Multimodal Interaction Working Group Charter

The mission of the Multimodal Interaction Working Group, part of the Multimodal Interaction Activity, is to develop open standards that enable the following vision:

Summary Table

End date 31 January 2009
Confidentiality Proceedings are Member-only, but the group sends regular summaries of ongoing work to the public mailing list.
Initial Chairs Deborah Dahl
Initial Team Contacts
(FTE %: 40)
Kazuyuki Ashimura
Usual Meeting Schedule Teleconferences: Weekly
Face-to-face: 3-4 per year


The primary goal of this Charter is to develop W3C Recommendations that enable multimodal interaction with mobile phones and other devices with limited resources. For rapid adoption on a global scale, it should be possible to add simple multimodal capabilities to existing markup languages in a way that is backwards compatible with widely deployed devices, and which builds upon widespread familarity with existing Web technologies. The standards should be scalable to enable richer capabilities for subsequent generations of multimodal devices.

Users will be able to provide input via speech, handwriting, or keystrokes, with output presented via displays, pre-recorded and synthetic speech, audio, and tactile mechanisms such as mobile phone vibrators and Braille strips. Application developers will be able to provide an effective user interface for whichever modes the user selects. To encourage rapid adoption, the same content can be designed for use on both old and new devices. People with new phones will get to experience the multimodal capabilities, while users with old phones will get to use the keypad and/or stylus in the same way as now.

The specifications developed by the Multimodal Interaction Working Group under this charter must fall within the scope defined in section 3, and should be implementable on a royalty-free basis, see section 9.

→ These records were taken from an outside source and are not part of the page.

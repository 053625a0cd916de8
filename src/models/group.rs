use chrono::{DateTime, Utc};
use serde::{Deserialize, Serialize};
use sha2::{Digest, Sha256};
use std::collections::BTreeSet;
use uuid::Uuid;

use super::User;

/// Length of a generated invite code.
pub const INVITE_CODE_LENGTH: usize = 8;

/// A group of users sharing expenses.
#[derive(Debug, Clone, Serialize, Deserialize)]
pub struct Group {
    pub id: Uuid,
    pub name: String,
    pub currency_code: String,
    pub members: BTreeSet<User>,
    pub invite_code: String,
    /// When set, debts are listed as a netted settlement plan instead of raw shares.
    pub debt_simplification: bool,
    pub created_by: Uuid,
    pub created_at: DateTime<Utc>,
}

impl Group {
    /// Creates a new group with the creator as its first member.
    pub fn new(name: String, currency_code: String, creator: User) -> Self {
        let id = Uuid::new_v4();
        let invite_code = generate_invite_code(id, &name);
        let created_by = creator.id;
        let mut members = BTreeSet::new();
        members.insert(creator);

        Self {
            id,
            name,
            currency_code,
            members,
            invite_code,
            debt_simplification: false,
            created_by,
            created_at: Utc::now(),
        }
    }

    pub fn with_debt_simplification(mut self, enabled: bool) -> Self {
        self.debt_simplification = enabled;
        self
    }

    pub fn is_member(&self, user: &User) -> bool {
        self.members.contains(user)
    }

    /// Adds a member. Returns false if the user was already a member.
    pub fn add_member(&mut self, user: User) -> bool {
        self.members.insert(user)
    }

    /// Removes a member. Returns false if the user was not a member.
    pub fn remove_member(&mut self, user: &User) -> bool {
        self.members.remove(user)
    }

    pub fn member_count(&self) -> usize {
        self.members.len()
    }
}

/// Derives an uppercase alphanumeric invite code from the group identity.
pub fn generate_invite_code(group_id: Uuid, name: &str) -> String {
    let mut hasher = Sha256::new();
    hasher.update(group_id.as_bytes());
    hasher.update(name.as_bytes());
    let digest = hex::encode(hasher.finalize());
    digest[..INVITE_CODE_LENGTH].to_uppercase()
}
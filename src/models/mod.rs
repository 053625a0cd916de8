pub mod balance;
pub mod expense;
pub mod expense_share;
pub mod group;
pub mod settlement;
pub mod user;

pub use balance::{
    is_negligible, round_currency, BalanceMap, DebtPair, NetPosition, SETTLEMENT_EPSILON,
};
pub use expense::{Expense, ExpenseCategory};
pub use expense_share::{ExpenseShare, ShareStatus};
pub use group::Group;
pub use settlement::{DebtSummary, SettleResponse, Settlement, SettlementPlan};
pub use user::User;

Target Audience of the Multimodal Interaction Working Group should include a range of organizations in different industry sectors like:

Multimodal applications are of particular interest for mobile devices. Speech offers a welcome means to interact with smaller devices, allowing one-handed and hands-free operation. Users benefit from being able to choose which modalities they find convenient in any situation. The Working Group should be of interest to companies developing smart phones and personal digital assistants or who are interested in providing tools and technology to support the delivery of multimodal services to such devices.
Automotive Telematics
With the emergence of dashboard integrated high resolution color displays for navigation, communication and entertainment services, W3C's work on open standards for multimodal interaction should be of interest to companies working on developing the next generation of in-car systems.
Multimodal interfaces in the office
Multimodal has benefits for desktops, wall mounted interactive displays, multi-function copiers, and other office equipment, offering a richer user experience and the chance to use speech and pens as alternatives to the mouse and keyboard. W3C's standardization work in this area should be of interest to companies developing client software and application authoring technologies, and who wish to ensure that the resulting standards live up to their needs.
Multimodal interfaces in the home
In addition to desktop access to the Web, multimodal interfaces are expected to add value to remote control of home entertainment systems, as well as finding a role for other systems around the home. Companies involved in developing embedded systems and consumer electronics should be interested in W3C's work on multimodal interaction.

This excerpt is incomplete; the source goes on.